Copy nothing from the entries below except the lines from the one containing "use crate::span::Span;" through the one containing "pub struct FieldPattern", and copy those exactly.

RECORDS FOR PROCESSING -
++++++++++

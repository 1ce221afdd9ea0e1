//! RSX components of the dashboard page.

mod chart_pair;
mod controls;
mod export_card;
mod loading_overlay;
mod stat_chart;
mod toggle_button;

pub use chart_pair::ChartPairView;
pub use controls::Controls;
pub use export_card::ExportCard;
pub use loading_overlay::LoadingOverlay;
pub use stat_chart::StatChart;
pub use toggle_button::ToggleButton;
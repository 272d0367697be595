use super::ty::TypeExpr;
use super::TypePath;
use crate::ident::Ident;
use crate::span::Span;

#[derive(Debug, Clone)]
pub struct Pattern {
    pub span: Span,
    pub kind: PatternKind,
}

#[derive(Debug, Clone, PartialEq)]
pub enum PatternLiteral {
    Int(i128),
    Bool(bool),
    Char(char),
}

#[derive(Debug, Clone)]
pub struct FieldPattern {
    pub name: Ident,
    /// `None` is the shorthand `R { f }` binding the field under its own
    /// name.
    pub pattern: Option<Pattern>,
    pub span: Span,
}

#[derive(Debug, Clone)]
pub enum EnumPayloadPattern {
    Tuple(Vec<Pattern>),
    Record(Vec<FieldPattern>),
}

#[derive(Debug, Clone)]
pub enum PatternKind {
    Wildcard,
    Identifier(Ident),
    /// `x: T` binds `x` while narrowing to `T`; refutable in union
    /// contexts.
    Typed { name: Ident, ty: TypeExpr },
    Literal(PatternLiteral),
    Tuple(Vec<Pattern>),
    Record {
        path: TypePath,
        fields: Vec<FieldPattern>,
    },
    Enum {
        path: TypePath,
        variant: Ident,
        payload: Option<EnumPayloadPattern>,
    },
    /// `@State { .. }` against a modal scrutinee.
    Modal {
        state: Ident,
        fields: Option<Vec<FieldPattern>>,
    },
    Range {
        lo: PatternLiteral,
        hi: PatternLiteral,
        inclusive: bool,
    },
}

++++++++++

ANSWER BELOW -
use crate::span::Span;

#[derive(Debug, Clone)]
pub struct Pattern {
    pub span: Span,
    pub kind: PatternKind,
}

#[derive(Debug, Clone, PartialEq)]
pub enum PatternLiteral {
    Int(i128),
    Bool(bool),
    Char(char),
}

#[derive(Debug, Clone)]
pub struct FieldPattern {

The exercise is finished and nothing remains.